### What the task requires
Where a line of the entries holds the string "other", copy that line.

Collected data entries:
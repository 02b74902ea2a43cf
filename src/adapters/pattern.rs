//! String generation from a practical regex subset
//!
//! Supported:
//! - literals and escaped metacharacters (`\.`, `\(`)
//! - `\d` digit, `\D` non-digit, `\w` word character, `\W` non-word, `\s` space
//! - `.` any printable ASCII character
//! - `[abc]`, `[a-z0-9]`, `[^...]` (negation picks from printable ASCII)
//! - `(a|b)` and `(?:a|b)` groups with alternation
//! - `?`, `*`, `+`, `{n}`, `{n,}`, `{n,m}`; unbounded repetition is capped
//! - `^` and `$` are accepted and ignored

use rand::Rng;
use thiserror::Error;

/// Extra repetitions allowed for `*`, `+` and `{n,}`.
pub const REPEAT_CAP: usize = 8;

/// Largest repetition count a `{n,m}` quantifier may ask for.
pub const MAX_REPEAT: usize = 1024;

#[derive(Debug, Clone, PartialEq, Eq, Error)]
pub enum PatternError {
    /// `[` without a closing `]`
    #[error("Unterminated character class starting at offset {0}")]
    UnterminatedClass(usize),

    /// A class that can never match anything
    #[error("Empty character class at offset {0}")]
    EmptyClass(usize),

    /// `z-a` style range
    #[error("Invalid character range '{start}-{end}'")]
    InvalidRange { start: char, end: char },

    /// Unmatched `(` or `)`
    #[error("Unbalanced group at offset {0}")]
    UnbalancedGroup(usize),

    /// Quantifier with nothing to repeat, or a malformed `{n,m}`
    #[error("Invalid quantifier at offset {0}")]
    InvalidQuantifier(usize),

    /// Trailing backslash
    #[error("Pattern ends with an incomplete escape")]
    DanglingEscape,
}

#[derive(Debug, Clone, PartialEq)]
enum Node {
    Empty,
    Literal(char),
    Set(Vec<char>),
    Group(Vec<Vec<Node>>),
    Repeat(Box<Node>, usize, usize),
}

/// A parsed pattern, reusable across draws.
#[derive(Debug, Clone, PartialEq)]
pub struct Pattern {
    alternatives: Vec<Vec<Node>>,
}

impl Pattern {
    pub fn parse(source: &str) -> Result<Self, PatternError> {
        let mut parser = Parser {
            chars: source.chars().collect(),
            pos: 0,
        };
        let alternatives = parser.parse_alternation()?;
        if parser.pos < parser.chars.len() {
            // Only a stray ')' stops the top-level alternation early
            return Err(PatternError::UnbalancedGroup(parser.pos));
        }
        Ok(Self { alternatives })
    }

    pub fn generate<R: Rng + ?Sized>(&self, rng: &mut R) -> String {
        let mut out = String::new();
        render_alternatives(&self.alternatives, rng, &mut out);
        out
    }
}

/// Parse `pattern` and draw one matching string.
pub fn expand<R: Rng + ?Sized>(pattern: &str, rng: &mut R) -> Result<String, PatternError> {
    Ok(Pattern::parse(pattern)?.generate(rng))
}

// ============================================================================
// Character sets
// ============================================================================

fn printable() -> impl Iterator<Item = char> {
    (0x20u8..=0x7e).map(char::from)
}

fn digits() -> Vec<char> {
    ('0'..='9').collect()
}

fn word_chars() -> Vec<char> {
    ('a'..='z')
        .chain('A'..='Z')
        .chain('0'..='9')
        .chain(std::iter::once('_'))
        .collect()
}

fn non_digits() -> Vec<char> {
    ('a'..='z').chain('A'..='Z').collect()
}

fn non_word_chars() -> Vec<char> {
    vec![' ', '!', '@', '#', '$', '%', '&', '*', '-', '+', '=', '.', ',']
}

/// Set for a class escape (`\d`), or `None` for a plain escaped character.
fn escape_set(c: char) -> Option<Vec<char>> {
    match c {
        'd' => Some(digits()),
        'D' => Some(non_digits()),
        'w' => Some(word_chars()),
        'W' => Some(non_word_chars()),
        's' => Some(vec![' ']),
        _ => None,
    }
}

fn escape_literal(c: char) -> char {
    match c {
        'n' => '\n',
        't' => '\t',
        'r' => '\r',
        other => other,
    }
}

// ============================================================================
// Parser
// ============================================================================

struct Parser {
    chars: Vec<char>,
    pos: usize,
}

impl Parser {
    fn peek(&self) -> Option<char> {
        self.chars.get(self.pos).copied()
    }

    fn next(&mut self) -> Option<char> {
        let c = self.peek()?;
        self.pos += 1;
        Some(c)
    }

    fn parse_alternation(&mut self) -> Result<Vec<Vec<Node>>, PatternError> {
        let mut alternatives = vec![self.parse_sequence()?];
        while self.peek() == Some('|') {
            self.pos += 1;
            alternatives.push(self.parse_sequence()?);
        }
        Ok(alternatives)
    }

    fn parse_sequence(&mut self) -> Result<Vec<Node>, PatternError> {
        let mut sequence = Vec::new();
        while let Some(c) = self.peek() {
            if c == '|' || c == ')' {
                break;
            }
            let atom = self.parse_atom()?;
            let node = self.parse_quantifier(atom)?;
            sequence.push(node);
        }
        Ok(sequence)
    }

    fn parse_atom(&mut self) -> Result<Node, PatternError> {
        let start = self.pos;
        let Some(c) = self.next() else {
            return Ok(Node::Empty);
        };

        match c {
            '^' | '$' => Ok(Node::Empty),
            '.' => Ok(Node::Set(printable().collect())),
            '(' => {
                if self.peek() == Some('?') && self.chars.get(self.pos + 1) == Some(&':') {
                    self.pos += 2;
                }
                let alternatives = self.parse_alternation()?;
                if self.next() != Some(')') {
                    return Err(PatternError::UnbalancedGroup(start));
                }
                Ok(Node::Group(alternatives))
            }
            '[' => self.parse_class(start),
            '\\' => {
                let escaped = self.next().ok_or(PatternError::DanglingEscape)?;
                match escaped {
                    'b' | 'B' | 'A' | 'z' | 'Z' => Ok(Node::Empty),
                    other => Ok(escape_set(other)
                        .map(Node::Set)
                        .unwrap_or_else(|| Node::Literal(escape_literal(other)))),
                }
            }
            '*' | '+' | '?' => Err(PatternError::InvalidQuantifier(start)),
            other => Ok(Node::Literal(other)),
        }
    }

    fn parse_class(&mut self, start: usize) -> Result<Node, PatternError> {
        let negated = if self.peek() == Some('^') {
            self.pos += 1;
            true
        } else {
            false
        };

        let mut members: Vec<char> = Vec::new();
        let mut first = true;
        loop {
            let c = self
                .next()
                .ok_or(PatternError::UnterminatedClass(start))?;
            if c == ']' && !first {
                break;
            }
            first = false;

            let low = if c == '\\' {
                let escaped = self
                    .next()
                    .ok_or(PatternError::UnterminatedClass(start))?;
                if let Some(set) = escape_set(escaped) {
                    members.extend(set);
                    continue;
                }
                escape_literal(escaped)
            } else {
                c
            };

            let is_range = self.peek() == Some('-')
                && self.chars.get(self.pos + 1).map_or(false, |next| *next != ']');
            if is_range {
                self.pos += 1;
                let mut high = self
                    .next()
                    .ok_or(PatternError::UnterminatedClass(start))?;
                if high == '\\' {
                    let escaped = self
                        .next()
                        .ok_or(PatternError::UnterminatedClass(start))?;
                    high = escape_literal(escaped);
                }
                if high < low {
                    return Err(PatternError::InvalidRange {
                        start: low,
                        end: high,
                    });
                }
                members.extend(low..=high);
            } else {
                members.push(low);
            }
        }

        let set: Vec<char> = if negated {
            printable().filter(|c| !members.contains(c)).collect()
        } else {
            let mut unique = Vec::with_capacity(members.len());
            for c in members {
                if !unique.contains(&c) {
                    unique.push(c);
                }
            }
            unique
        };

        if set.is_empty() {
            return Err(PatternError::EmptyClass(start));
        }
        Ok(Node::Set(set))
    }

    fn parse_quantifier(&mut self, atom: Node) -> Result<Node, PatternError> {
        let start = self.pos;
        let (min, max) = match self.peek() {
            Some('?') => {
                self.pos += 1;
                (0, 1)
            }
            Some('*') => {
                self.pos += 1;
                (0, REPEAT_CAP)
            }
            Some('+') => {
                self.pos += 1;
                (1, 1 + REPEAT_CAP)
            }
            Some('{') if self.chars.get(self.pos + 1).map_or(false, char::is_ascii_digit) => {
                self.pos += 1;
                self.parse_braces(start)?
            }
            _ => return Ok(atom),
        };

        // Lazy and possessive suffixes do not change what can be generated
        if matches!(self.peek(), Some('?') | Some('+')) {
            self.pos += 1;
        }

        if matches!(atom, Node::Empty) {
            return Err(PatternError::InvalidQuantifier(start));
        }
        Ok(Node::Repeat(Box::new(atom), min, max))
    }

    fn parse_braces(&mut self, start: usize) -> Result<(usize, usize), PatternError> {
        let mut body = String::new();
        loop {
            match self.next() {
                Some('}') => break,
                Some(c) => body.push(c),
                None => return Err(PatternError::InvalidQuantifier(start)),
            }
        }

        let parse = |s: &str| {
            s.trim()
                .parse::<usize>()
                .map_err(|_| PatternError::InvalidQuantifier(start))
        };

        let (min, max) = match body.split_once(',') {
            None => {
                let n = parse(&body)?;
                (n, n)
            }
            Some((low, "")) => {
                let n = parse(low)?;
                (n, n.saturating_add(REPEAT_CAP))
            }
            Some((low, high)) => (parse(low)?, parse(high)?),
        };

        if max < min || min > MAX_REPEAT || max > MAX_REPEAT + REPEAT_CAP {
            return Err(PatternError::InvalidQuantifier(start));
        }
        Ok((min, max))
    }
}

// ============================================================================
// Rendering
// ============================================================================

fn render_alternatives<R: Rng + ?Sized>(alternatives: &[Vec<Node>], rng: &mut R, out: &mut String) {
    if alternatives.is_empty() {
        return;
    }
    let chosen = &alternatives[rng.gen_range(0..alternatives.len())];
    for node in chosen {
        render(node, rng, out);
    }
}

fn render<R: Rng + ?Sized>(node: &Node, rng: &mut R, out: &mut String) {
    match node {
        Node::Empty => {}
        Node::Literal(c) => out.push(*c),
        Node::Set(set) => out.push(set[rng.gen_range(0..set.len())]),
        Node::Group(alternatives) => render_alternatives(alternatives, rng, out),
        Node::Repeat(inner, min, max) => {
            let count = if min == max { *min } else { rng.gen_range(*min..=*max) };
            for _ in 0..count {
                render(inner, rng, out);
            }
        }
    }
}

### Response area
        other => other,
                    other => Ok(escape_set(other)
                        .unwrap_or_else(|| Node::Literal(escape_literal(other)))),
            other => Ok(Node::Literal(other)),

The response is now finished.